Tales June 2009

Dear Friends,

         I am writing this column on Memorial Day, and so did a little research about this day in history.  Each year since 1948 the president of the United States has proclaimed Memorial Day a "Day of Prayer for Permanent Peace."  This got me to thinking about the conflicts going on in our world on a personal as well as large scale.  I wondered if there was anything we might do about changing this situation for the better.

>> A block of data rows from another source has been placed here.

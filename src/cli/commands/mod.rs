mod create_admin;
mod init;

pub use create_admin::cmd_create_admin;
pub use init::cmd_init;
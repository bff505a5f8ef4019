use chrono::NaiveDate;
use serde::{Deserialize, Serialize};

use super::Film;
use crate::domain::{ActorId, Gender};

#[derive(Debug, Clone, PartialEq, Eq, Serialize, Deserialize)]
pub struct Actor {
    pub id: ActorId,
    pub name: String,
    pub surname: String,
    pub gender: Gender,
    pub birthday: NaiveDate,
}

#[derive(Debug, Clone, PartialEq, Eq)]
pub struct ActorInput {
    pub name: String,
    pub surname: String,
    pub gender: Gender,
    pub birthday: NaiveDate,
}

impl ActorInput {
    #[must_use]
    pub fn with_id(self, id: ActorId) -> Actor {
        Actor {
            id,
            name: self.name,
            surname: self.surname,
            gender: self.gender,
            birthday: self.birthday,
        }
    }
}

/// An actor together with every film it is linked to.
///
/// Serializes flat: the actor's fields followed by a `films` array.
#[derive(Debug, Clone, PartialEq, Serialize)]
pub struct ActorWithFilms {
    #[serde(flatten)]
    pub actor: Actor,
    pub films: Vec<Film>,
}
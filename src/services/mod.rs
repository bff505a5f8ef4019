pub mod actor_service;
pub mod actor_service_impl;
pub use actor_service::{ActorError, ActorService};
pub use actor_service_impl::DefaultActorService;

pub mod film_service;
pub mod film_service_impl;
pub use film_service::{FilmError, FilmService};
pub use film_service_impl::DefaultFilmService;

pub mod session_service;
pub mod session_service_impl;
pub use session_service::{SessionError, SessionService};
pub use session_service_impl::DefaultSessionService;

pub mod user_service;
pub mod user_service_impl;
pub use user_service::{UserError, UserService};
pub use user_service_impl::DefaultUserService;
//! Per-request middleware: request identity, authentication and the admin
//! role gate.
//!
//! `request_init` wraps every route. `authenticate` and `authorize` are
//! attached with `route_layer`, and admin routers add `authorize` before
//! `authenticate` so that authentication runs first.

use axum::{
    extract::{Request, State},
    http::{HeaderMap, HeaderValue, header},
    middleware::Next,
    response::Response,
};
use std::sync::Arc;
use tower_sessions::cookie::Cookie;
use tracing::{Instrument, info_span, warn};
use uuid::Uuid;

use super::{ApiError, AppState};
use crate::domain::UserId;
use crate::services::{SessionError, UserError};

pub const REQUEST_ID_HEADER: &str = "x-request-id";

/// Identity of the request being served. Inserted by [`request_init`].
#[derive(Debug, Clone)]
pub struct RequestContext {
    pub request_id: String,
}

/// The session owner. Inserted by [`authenticate`].
#[derive(Debug, Clone)]
pub struct AuthenticatedUser {
    pub user_id: UserId,
    pub session_id: String,
}

pub async fn request_init(mut req: Request, next: Next) -> Response {
    let request_id = Uuid::new_v4().to_string();

    let span = info_span!(
        "request",
        request_id = %request_id,
        method = %req.method(),
        path = %req.uri().path(),
        user_id = tracing::field::Empty,
    );

    req.extensions_mut().insert(RequestContext {
        request_id: request_id.clone(),
    });

    let mut response = next.run(req).instrument(span).await;

    if let Ok(value) = HeaderValue::from_str(&request_id) {
        response.headers_mut().insert(REQUEST_ID_HEADER, value);
    }

    response
}

/// Reads the named cookie from the `Cookie` headers.
pub fn session_token(headers: &HeaderMap, cookie_name: &str) -> Option<String> {
    headers
        .get_all(header::COOKIE)
        .iter()
        .filter_map(|value| value.to_str().ok())
        .flat_map(Cookie::split_parse)
        .filter_map(Result::ok)
        .find(|cookie| cookie.name() == cookie_name)
        .map(|cookie| cookie.value().to_string())
        .filter(|token| !token.is_empty())
}

pub async fn authenticate(
    State(state): State<Arc<AppState>>,
    mut req: Request,
    next: Next,
) -> Result<Response, ApiError> {
    if req.extensions().get::<RequestContext>().is_none() {
        return Err(ApiError::internal(
            "authenticate ran without a request context",
        ));
    }

    let cookie_name = &state.config().session.cookie_name;
    let token = session_token(req.headers(), cookie_name)
        .ok_or_else(|| ApiError::unauthorized("no session cookie"))?;

    let session = match state.session_service().get_session(&token).await {
        Ok(session) => session,
        Err(SessionError::NotFound) => {
            warn!("Rejected unknown or expired session");
            return Err(ApiError::unauthorized("no session"));
        }
        Err(SessionError::Store(e)) => {
            return Err(ApiError::internal(format!("Session lookup failed: {e}")));
        }
    };

    tracing::Span::current().record("user_id", session.user_id.value());

    req.extensions_mut().insert(AuthenticatedUser {
        user_id: session.user_id,
        session_id: session.id,
    });

    Ok(next.run(req).await)
}

pub async fn authorize(
    State(state): State<Arc<AppState>>,
    req: Request,
    next: Next,
) -> Result<Response, ApiError> {
    let user_id = req
        .extensions()
        .get::<AuthenticatedUser>()
        .map(|user| user.user_id)
        .ok_or_else(|| ApiError::internal("authorize ran without an authenticated user"))?;

    let role = match state.user_service().get_user_role(user_id).await {
        Ok(role) => role,
        Err(UserError::NoUser) => return Err(ApiError::unauthorized("user not exists")),
        Err(e) => return Err(ApiError::internal(format!("Role lookup failed: {e}"))),
    };

    if !role.is_admin() {
        warn!(user_id = user_id.value(), "Non-admin user denied");
        return Err(ApiError::Forbidden("admin role required".to_string()));
    }

    Ok(next.run(req).await)
}
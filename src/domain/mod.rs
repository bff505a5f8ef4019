//! Domain primitives for the film catalog.
//!
//! Identifier newtypes keep film, actor and user ids from being mixed up at
//! the service boundaries, and the small enums give the string columns a
//! checked representation.

use serde::{Deserialize, Serialize};
use std::fmt;
use std::str::FromStr;

macro_rules! entity_id {
    ($(#[$meta:meta])* $name:ident) => {
        $(#[$meta])*
        #[derive(Debug, Clone, Copy, PartialEq, Eq, PartialOrd, Ord, Hash, Default)]
        pub struct $name(i32);

        impl $name {
            #[must_use]
            pub const fn new(id: i32) -> Self {
                Self(id)
            }

            #[must_use]
            pub const fn value(&self) -> i32 {
                self.0
            }
        }

        impl fmt::Display for $name {
            fn fmt(&self, f: &mut fmt::Formatter<'_>) -> fmt::Result {
                write!(f, "{}", self.0)
            }
        }

        impl From<$name> for i32 {
            fn from(id: $name) -> Self {
                id.0
            }
        }

        impl From<i32> for $name {
            fn from(id: i32) -> Self {
                Self::new(id)
            }
        }

        impl Serialize for $name {
            fn serialize<S>(&self, serializer: S) -> Result<S::Ok, S::Error>
            where
                S: serde::Serializer,
            {
                serializer.serialize_i32(self.0)
            }
        }

        impl<'de> Deserialize<'de> for $name {
            fn deserialize<D>(deserializer: D) -> Result<Self, D::Error>
            where
                D: serde::Deserializer<'de>,
            {
                i32::deserialize(deserializer).map(Self)
            }
        }
    };
}

entity_id!(
    /// Primary key of a row in `films`.
    ///
    /// ```rust
    /// use filmoteka::domain::FilmId;
    ///
    /// let id = FilmId::new(7);
    /// assert_eq!(id.value(), 7);
    /// assert_eq!(id.to_string(), "7");
    /// ```
    FilmId
);

entity_id!(
    /// Primary key of a row in `actors`.
    ActorId
);

entity_id!(
    /// Primary key of a row in `users`.
    UserId
);

#[derive(Debug, Clone, PartialEq, Eq, thiserror::Error)]
#[error("unknown {kind} '{value}'")]
pub struct ParseEnumError {
    kind: &'static str,
    value: String,
}

#[derive(Debug, Clone, Copy, PartialEq, Eq, Hash, Serialize, Deserialize)]
#[serde(rename_all = "lowercase")]
pub enum Gender {
    Male,
    Female,
}

impl Gender {
    #[must_use]
    pub const fn as_str(self) -> &'static str {
        match self {
            Self::Male => "male",
            Self::Female => "female",
        }
    }
}

impl fmt::Display for Gender {
    fn fmt(&self, f: &mut fmt::Formatter<'_>) -> fmt::Result {
        f.write_str(self.as_str())
    }
}

impl FromStr for Gender {
    type Err = ParseEnumError;

    fn from_str(s: &str) -> Result<Self, Self::Err> {
        match s {
            "male" => Ok(Self::Male),
            "female" => Ok(Self::Female),
            other => Err(ParseEnumError {
                kind: "gender",
                value: other.to_string(),
            }),
        }
    }
}

/// Access level of a user. Only `Admin` may reach the `/admin` routes.
#[derive(Debug, Clone, Copy, PartialEq, Eq, Hash, Default, Serialize, Deserialize)]
#[serde(rename_all = "lowercase")]
pub enum Role {
    #[default]
    Default,
    Admin,
}

impl Role {
    #[must_use]
    pub const fn as_str(self) -> &'static str {
        match self {
            Self::Default => "default",
            Self::Admin => "admin",
        }
    }

    #[must_use]
    pub const fn is_admin(self) -> bool {
        matches!(self, Self::Admin)
    }
}

impl fmt::Display for Role {
    fn fmt(&self, f: &mut fmt::Formatter<'_>) -> fmt::Result {
        f.write_str(self.as_str())
    }
}

impl FromStr for Role {
    type Err = ParseEnumError;

    fn from_str(s: &str) -> Result<Self, Self::Err> {
        match s {
            "default" => Ok(Self::Default),
            "admin" => Ok(Self::Admin),
            other => Err(ParseEnumError {
                kind: "role",
                value: other.to_string(),
            }),
        }
    }
}

/// Ordering for the film listing. Every variant sorts descending.
#[derive(Debug, Clone, Copy, PartialEq, Eq, Default, Serialize, Deserialize)]
#[serde(rename_all = "snake_case")]
pub enum FilmSort {
    #[default]
    Rating,
    Name,
    DateOfRelease,
}

impl FromStr for FilmSort {
    type Err = ParseEnumError;

    fn from_str(s: &str) -> Result<Self, Self::Err> {
        match s {
            "" | "rating" => Ok(Self::Rating),
            "name" => Ok(Self::Name),
            "date_of_release" => Ok(Self::DateOfRelease),
            other => Err(ParseEnumError {
                kind: "sort parameter",
                value: other.to_string(),
            }),
        }
    }
}
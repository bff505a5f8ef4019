use crate::config::Config;
use crate::db::Store;

pub async fn cmd_init(config: &Config) -> anyhow::Result<()> {
    if Config::create_default_if_missing()? {
        println!(
            "✓ Wrote default config to {}",
            Config::default_config_path().display()
        );
    } else {
        println!(
            "Config already exists at {}",
            Config::default_config_path().display()
        );
    }

    Store::new(&config.general.database_url).await?;
    println!("✓ Database ready at {}", config.general.database_url);

    if !config.server.secure_cookies {
        println!(
            "Note: session cookies are sent without the Secure flag. \
             Set server.secure_cookies = true when serving over HTTPS."
        );
    }

    Ok(())
}
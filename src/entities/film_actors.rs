use sea_orm::entity::prelude::*;

#[derive(Clone, Debug, PartialEq, Eq, DeriveEntityModel)]
#[sea_orm(table_name = "film_actors")]
pub struct Model {
    #[sea_orm(primary_key, auto_increment = false)]
    pub film_id: i32,
    #[sea_orm(primary_key, auto_increment = false)]
    pub actor_id: i32,
}

#[derive(Copy, Clone, Debug, EnumIter, DeriveRelation)]
pub enum Relation {
    #[sea_orm(
        belongs_to = "super::films::Entity",
        from = "Column::FilmId",
        to = "super::films::Column::Id",
        on_update = "Cascade",
        on_delete = "Cascade"
    )]
    Films,
    #[sea_orm(
        belongs_to = "super::actors::Entity",
        from = "Column::ActorId",
        to = "super::actors::Column::Id",
        on_update = "Cascade",
        on_delete = "Cascade"
    )]
    Actors,
}

impl Related<super::films::Entity> for Entity {
    fn to() -> RelationDef {
        Relation::Films.def()
    }
}

impl Related<super::actors::Entity> for Entity {
    fn to() -> RelationDef {
        Relation::Actors.def()
    }
}

impl ActiveModelBehavior for ActiveModel {}
//! Transaction and session properties checked against real SQLite files.

use chrono::NaiveDate;
use filmoteka::db::{
    ActorRepository, FilmRepository, SessionRepository, Store, TowerSessionRepository,
    UserRepository,
};
use filmoteka::domain::{ActorId, FilmId, FilmSort, Gender, Role, UserId};
use filmoteka::models::{ActorInput, Film, FilmInput};
use filmoteka::services::{DefaultSessionService, SessionError, SessionService};
use std::sync::Arc;
use tower_sessions_sqlx_store::SqliteStore;

async fn temp_store() -> Store {
    let db_path = std::env::temp_dir().join(format!(
        "filmoteka-repo-test-{}.db",
        uuid::Uuid::new_v4()
    ));
    Store::new(&format!("sqlite:{}", db_path.display()))
        .await
        .expect("failed to open store")
}

fn date(y: i32, m: u32, d: u32) -> NaiveDate {
    NaiveDate::from_ymd_opt(y, m, d).unwrap()
}

fn film(name: &str, rating: f64) -> FilmInput {
    FilmInput {
        name: name.to_string(),
        description: format!("About {name}"),
        date_of_release: date(1986, 5, 9),
        rating,
    }
}

async fn add_actor(store: &Store, name: &str, surname: &str) -> ActorId {
    store
        .actor_repo()
        .add_actor(&ActorInput {
            name: name.to_string(),
            surname: surname.to_string(),
            gender: Gender::Male,
            birthday: date(1940, 1, 1),
        })
        .await
        .unwrap()
}

#[tokio::test]
async fn test_add_film_with_missing_actor_rolls_back() {
    let store = temp_store().await;
    let repo = store.film_repo();
    let actor = add_actor(&store, "Erland", "Josephson").await;

    let result = repo
        .add_film(&film("X", 5.1), &[actor, ActorId::new(999)])
        .await
        .unwrap();
    assert!(result.is_none());

    assert!(repo.get_films(FilmSort::Rating).await.unwrap().is_empty());
    let actor = store.actor_repo().get_actor_by_id(actor).await.unwrap().unwrap();
    assert!(actor.films.is_empty());
}

#[tokio::test]
async fn test_add_film_creates_exact_join_rows() {
    let store = temp_store().await;
    let repo = store.film_repo();
    let a = add_actor(&store, "Erland", "Josephson").await;
    let b = add_actor(&store, "Susan", "Fleetwood").await;

    let id = repo
        .add_film(&film("The Sacrifice", 7.9), &[b, a, b])
        .await
        .unwrap()
        .unwrap();

    let stored = repo.get_film_by_id(id).await.unwrap().unwrap();
    assert_eq!(stored, film("The Sacrifice", 7.9).with_id(id));

    let mut expected = vec![a, b];
    expected.sort();
    assert_eq!(repo.get_film_actor_ids(id).await.unwrap(), expected);
}

#[tokio::test]
async fn test_update_film_replaces_actor_set() {
    let store = temp_store().await;
    let repo = store.film_repo();
    let a = add_actor(&store, "Erland", "Josephson").await;
    let b = add_actor(&store, "Susan", "Fleetwood").await;
    let c = add_actor(&store, "Allan", "Edwall").await;

    let id = repo.add_film(&film("Nostalghia", 8.0), &[a, b]).await.unwrap().unwrap();

    let updated = Film {
        rating: 8.2,
        ..film("Nostalghia", 8.0).with_id(id)
    };
    assert!(repo.update_film(&updated, &[c]).await.unwrap());

    assert_eq!(repo.get_film_actor_ids(id).await.unwrap(), vec![c]);
    assert_eq!(repo.get_film_by_id(id).await.unwrap().unwrap().rating, 8.2);

    assert!(repo.update_film(&updated, &[]).await.unwrap());
    assert!(repo.get_film_actor_ids(id).await.unwrap().is_empty());
}

#[tokio::test]
async fn test_failed_update_changes_nothing() {
    let store = temp_store().await;
    let repo = store.film_repo();
    let a = add_actor(&store, "Erland", "Josephson").await;

    let id = repo.add_film(&film("Stalker", 8.1), &[a]).await.unwrap().unwrap();

    let changed = Film {
        name: "Renamed".to_string(),
        ..film("Stalker", 8.1).with_id(id)
    };
    assert!(!repo.update_film(&changed, &[ActorId::new(404)]).await.unwrap());

    assert_eq!(repo.get_film_by_id(id).await.unwrap().unwrap().name, "Stalker");
    assert_eq!(repo.get_film_actor_ids(id).await.unwrap(), vec![a]);

    let missing = film("Ghost", 1.0).with_id(FilmId::new(9999));
    assert!(!repo.update_film(&missing, &[]).await.unwrap());
}

#[tokio::test]
async fn test_delete_film_clears_links() {
    let store = temp_store().await;
    let repo = store.film_repo();
    let a = add_actor(&store, "Erland", "Josephson").await;

    let id = repo.add_film(&film("Solaris", 8.0), &[a]).await.unwrap().unwrap();

    assert!(repo.delete_film(id).await.unwrap());
    assert!(repo.get_film_actor_ids(id).await.unwrap().is_empty());
    assert!(!repo.delete_film(id).await.unwrap());

    let actor = store.actor_repo().get_actor_by_id(a).await.unwrap().unwrap();
    assert!(actor.films.is_empty());
}

#[tokio::test]
async fn test_delete_actor_keeps_films() {
    let store = temp_store().await;
    let repo = store.film_repo();
    let a = add_actor(&store, "Erland", "Josephson").await;
    let b = add_actor(&store, "Susan", "Fleetwood").await;

    let id = repo.add_film(&film("Mirror", 8.1), &[a, b]).await.unwrap().unwrap();

    assert!(store.actor_repo().delete_actor(a).await.unwrap());
    assert!(!store.actor_repo().delete_actor(a).await.unwrap());
    assert_eq!(repo.get_film_actor_ids(id).await.unwrap(), vec![b]);
    assert!(repo.get_film_by_id(id).await.unwrap().is_some());
}

#[tokio::test]
async fn test_search_is_case_insensitive_and_distinct() {
    let store = temp_store().await;
    let repo = store.film_repo();
    let a = add_actor(&store, "Erland", "Josephson").await;
    let b = add_actor(&store, "Erland", "Josephsson").await;

    repo.add_film(&film("Nostalghia", 8.0), &[a, b]).await.unwrap();
    repo.add_film(&film("100% Cinema", 5.0), &[]).await.unwrap();

    let found = repo.get_films_by_search("ERLAND JOSEPH").await.unwrap();
    assert_eq!(found.len(), 1);
    assert_eq!(found[0].name, "Nostalghia");

    let found = repo.get_films_by_search("100%").await.unwrap();
    assert_eq!(found.len(), 1);

    assert!(repo.get_films_by_search("0% C_").await.unwrap().is_empty());
}

#[tokio::test]
async fn test_users_are_unique_and_roles_change() {
    let store = temp_store().await;
    let repo = store.user_repo();

    let user = repo.create("andrei", "hash", Role::Default).await.unwrap().unwrap();
    assert!(repo.create("andrei", "other", Role::Admin).await.unwrap().is_none());

    assert!(repo.set_role(user.id, Role::Admin).await.unwrap());
    assert_eq!(repo.get_by_id(user.id).await.unwrap().unwrap().role, Role::Admin);
    assert!(!repo.set_role(UserId::new(777), Role::Admin).await.unwrap());

    let (found, hash) = repo
        .get_by_username_with_password("andrei")
        .await
        .unwrap()
        .unwrap();
    assert_eq!(found.id, user.id);
    assert_eq!(hash, "hash");
}

#[tokio::test]
async fn test_session_lifecycle_on_sqlite_store() {
    let store = temp_store().await;
    let session_store = SqliteStore::new(store.conn.get_sqlite_connection_pool().clone());
    session_store.migrate().await.unwrap();

    let sessions: Arc<dyn SessionRepository> =
        Arc::new(TowerSessionRepository::new(session_store));
    let service = DefaultSessionService::new(sessions.clone(), time::Duration::hours(24));

    let session = service.create_session(UserId::new(12)).await.unwrap();
    let loaded = service.get_session(&session.id).await.unwrap();
    assert_eq!(loaded, session);
    assert!(sessions.exists(&session.id).await.unwrap());

    assert!(service.delete_session(&session.id).await.unwrap());
    assert!(matches!(
        service.get_session(&session.id).await,
        Err(SessionError::NotFound)
    ));
    assert!(!service.delete_session(&session.id).await.unwrap());

    let expired = sessions
        .set(UserId::new(12), time::Duration::seconds(-5))
        .await
        .unwrap();
    assert!(sessions.get(&expired.id).await.unwrap().is_none());
}

#[tokio::test]
async fn test_search_folds_non_ascii_case() {
    let store = temp_store().await;
    let repo = store.film_repo();
    let actor = add_actor(&store, "Олег", "Янковский").await;

    let id = repo
        .add_film(&film("Ностальгия", 8.0), &[actor])
        .await
        .unwrap()
        .unwrap();

    for query in ["Ностальгия", "ностальгия", "НОСТАЛЬГ", "Олег Янковский", "олег ЯНК"] {
        let found = repo.get_films_by_search(query).await.unwrap();
        assert_eq!(found.len(), 1, "no match for {query}");
        assert_eq!(found[0].id, id);
    }
}

#[tokio::test]
async fn test_search_follows_renames() {
    let store = temp_store().await;
    let repo = store.film_repo();
    let actor = add_actor(&store, "Олег", "Янковский").await;

    let id = repo
        .add_film(&film("Зеркало", 8.1), &[actor])
        .await
        .unwrap()
        .unwrap();

    let renamed = Film {
        name: "Жертвоприношение".to_string(),
        ..film("Зеркало", 8.1).with_id(id)
    };
    assert!(repo.update_film(&renamed, &[actor]).await.unwrap());
    assert!(repo.get_films_by_search("зеркало").await.unwrap().is_empty());
    assert_eq!(repo.get_films_by_search("ЖЕРТВО").await.unwrap().len(), 1);

    let updated = store
        .actor_repo()
        .update_actor(
            &ActorInput {
                name: "Эрланд".to_string(),
                surname: "Юзефсон".to_string(),
                gender: Gender::Male,
                birthday: date(1923, 6, 15),
            }
            .with_id(actor),
        )
        .await
        .unwrap();
    assert!(updated);
    assert!(repo.get_films_by_search("янковский").await.unwrap().is_empty());
    assert_eq!(repo.get_films_by_search("Эрланд ЮЗЕФ").await.unwrap().len(), 1);
}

         We all know that it is far easier to start with peace and build on it rather than begin with conflict and have to find our way back to peace.  Might we build a culture of peace so that conflict simply has no place to take root?  The Buddhists have a practice called “Metta” or “Loving-kindness” which might be helpful in reaching this goal.  It is a meditative technique or prayer which many Buddhists use every day.  The idea is to start with yourself, start by praying for yourself using these words: May I be filled with loving-kindess.  May I be well.  May I be peaceful and at ease.  May I be happy.  Teachers of this technique suggest that we practice it just like this for awhile, until it becomes familiar and comfortable to us.  After a few weeks, they say to start offering this prayer for others, for friends and family.  Hold someone in your mind and heart and pray the prayer for them: May she be filled with loving-kindess.  May she be well.  May she be peaceful and at ease.  May she be happy.  After another while, when you have become familiar with this prayer and have surrounded the people you love with it, then it is time to offer it for the people you find it difficult to deal with - people you might even call your enemies.  Take them one at a time, after you have first taken some time to pray for yourself and are feeling calm and centered in loving-kindness, then offer the prayer for someone difficult: May he be filled with loving-kindess.  May he be well.  May he be peaceful and at ease.  May he be happy. 

         One prayer or technique in and of itself, is probably not enough to create a culture of peace, but it is a start.  I invite you to join in beginning the process toward creating a peaceful world.